Solved – PCA and FA example – calculation of communalities

factor analysispca

I'm trying to understand how Principal Component Analysis and Factor Analysis work by
implementing examples. Although I'm mainly using Python and Numpy here, this isn't Python-specific, as I'd like to know how to get the correct result generally speaking.

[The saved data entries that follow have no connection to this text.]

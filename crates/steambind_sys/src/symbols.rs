//! Exported names of the flat API and the callback shim.

pub const RESTART_APP_IF_NECESSARY: &str = "SteamAPI_RestartAppIfNecessary";
pub const INIT: &str = "SteamAPI_Init";
pub const SHUTDOWN: &str = "SteamAPI_Shutdown";
pub const RUN_CALLBACKS: &str = "SteamAPI_RunCallbacks";
pub const RELEASE_CURRENT_THREAD_MEMORY: &str = "SteamAPI_ReleaseCurrentThreadMemory";

pub const GET_HSTEAM_PIPE: &str = "SteamAPI_GetHSteamPipe";
pub const MANUAL_DISPATCH_INIT: &str = "SteamAPI_ManualDispatch_Init";
pub const MANUAL_DISPATCH_RUN_FRAME: &str = "SteamAPI_ManualDispatch_RunFrame";
pub const MANUAL_DISPATCH_GET_NEXT_CALLBACK: &str = "SteamAPI_ManualDispatch_GetNextCallback";
pub const MANUAL_DISPATCH_FREE_LAST_CALLBACK: &str = "SteamAPI_ManualDispatch_FreeLastCallback";
pub const MANUAL_DISPATCH_GET_API_CALL_RESULT: &str = "SteamAPI_ManualDispatch_GetAPICallResult";

// Callback shim
pub const REGISTER_CALLBACK: &str = "Register_Callback";
pub const UNREGISTER_CALLBACK: &str = "Unregister_Callback";
pub const SET_CALLBACK_DISPATCHER: &str = "SetCallbackDispatcher";

pub const STEAM_APPS: &str = "SteamAPI_SteamApps_v008";
pub const APPS_GET_APP_INSTALL_DIR: &str = "SteamAPI_ISteamApps_GetAppInstallDir";
pub const APPS_GET_CURRENT_GAME_LANGUAGE: &str = "SteamAPI_ISteamApps_GetCurrentGameLanguage";

pub const STEAM_INPUT: &str = "SteamAPI_SteamInput_v006";
pub const INPUT_GET_CONNECTED_CONTROLLERS: &str = "SteamAPI_ISteamInput_GetConnectedControllers";
pub const INPUT_GET_INPUT_TYPE_FOR_HANDLE: &str = "SteamAPI_ISteamInput_GetInputTypeForHandle";
pub const INPUT_INIT: &str = "SteamAPI_ISteamInput_Init";
pub const INPUT_RUN_FRAME: &str = "SteamAPI_ISteamInput_RunFrame";

pub const STEAM_REMOTE_STORAGE: &str = "SteamAPI_SteamRemoteStorage_v016";
pub const REMOTE_STORAGE_FILE_WRITE: &str = "SteamAPI_ISteamRemoteStorage_FileWrite";
pub const REMOTE_STORAGE_FILE_READ: &str = "SteamAPI_ISteamRemoteStorage_FileRead";
pub const REMOTE_STORAGE_FILE_DELETE: &str = "SteamAPI_ISteamRemoteStorage_FileDelete";
pub const REMOTE_STORAGE_GET_FILE_SIZE: &str = "SteamAPI_ISteamRemoteStorage_GetFileSize";

pub const STEAM_USER: &str = "SteamAPI_SteamUser_v021";
pub const USER_GET_STEAM_ID: &str = "SteamAPI_ISteamUser_GetSteamID";

pub const STEAM_USER_STATS: &str = "SteamAPI_SteamUserStats_v012";
pub const USER_STATS_REQUEST_CURRENT_STATS: &str = "SteamAPI_ISteamUserStats_RequestCurrentStats";
pub const USER_STATS_GET_ACHIEVEMENT: &str = "SteamAPI_ISteamUserStats_GetAchievement";
pub const USER_STATS_SET_ACHIEVEMENT: &str = "SteamAPI_ISteamUserStats_SetAchievement";
pub const USER_STATS_CLEAR_ACHIEVEMENT: &str = "SteamAPI_ISteamUserStats_ClearAchievement";
pub const USER_STATS_STORE_STATS: &str = "SteamAPI_ISteamUserStats_StoreStats";

pub const STEAM_UTILS: &str = "SteamAPI_SteamUtils_v010";
pub const UTILS_IS_STEAM_RUNNING_ON_STEAM_DECK: &str =
    "SteamAPI_ISteamUtils_IsSteamRunningOnSteamDeck";
pub const UTILS_SET_WARNING_MESSAGE_HOOK: &str = "SteamAPI_ISteamUtils_SetWarningMessageHook";

pub const STEAM_MATCHMAKING: &str = "SteamAPI_SteamMatchmaking_v009";
pub const MATCHMAKING_REQUEST_LOBBY_LIST: &str = "SteamAPI_ISteamMatchmaking_RequestLobbyList";
pub const MATCHMAKING_GET_LOBBY_BY_INDEX: &str = "SteamAPI_ISteamMatchmaking_GetLobbyByIndex";
pub const MATCHMAKING_CREATE_LOBBY: &str = "SteamAPI_ISteamMatchmaking_CreateLobby";
pub const MATCHMAKING_LEAVE_LOBBY: &str = "SteamAPI_ISteamMatchmaking_LeaveLobby";

pub const STEAM_NETWORKING_MESSAGES: &str = "SteamAPI_SteamNetworkingMessages_SteamAPI_v002";
pub const NETWORKING_MESSAGES_SEND_MESSAGE_TO_USER: &str =
    "SteamAPI_ISteamNetworkingMessages_SendMessageToUser";
pub const NETWORKING_MESSAGES_RECEIVE_MESSAGES_ON_CHANNEL: &str =
    "SteamAPI_ISteamNetworkingMessages_ReceiveMessagesOnChannel";
pub const NETWORKING_MESSAGES_ACCEPT_SESSION_WITH_USER: &str =
    "SteamAPI_ISteamNetworkingMessages_AcceptSessionWithUser";
pub const NETWORKING_MESSAGES_CLOSE_SESSION_WITH_USER: &str =
    "SteamAPI_ISteamNetworkingMessages_CloseSessionWithUser";
pub const NETWORKING_MESSAGES_CLOSE_CHANNEL_WITH_USER: &str =
    "SteamAPI_ISteamNetworkingMessages_CloseChannelWithUser";
pub const NETWORKING_MESSAGES_GET_SESSION_CONNECTION_INFO: &str =
    "SteamAPI_ISteamNetworkingMessages_GetSessionConnectionInfo";
pub const NETWORKING_MESSAGE_RELEASE: &str = "SteamAPI_SteamNetworkingMessage_t_Release";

There is an example in chapter 16 of Statistics in a Nutshell, but
I can't understand how some of the resulting values are obtained. I'm not sure whether (a) there's something wrong with my implementation/calculations or (b) I'm misunderstanding the "jump" from PCA to FA.
(The examples are on page 300-303. It wouldn't be appropriate to reproduce material from the book, but I hope it's reasonable to quote its short numerical example.)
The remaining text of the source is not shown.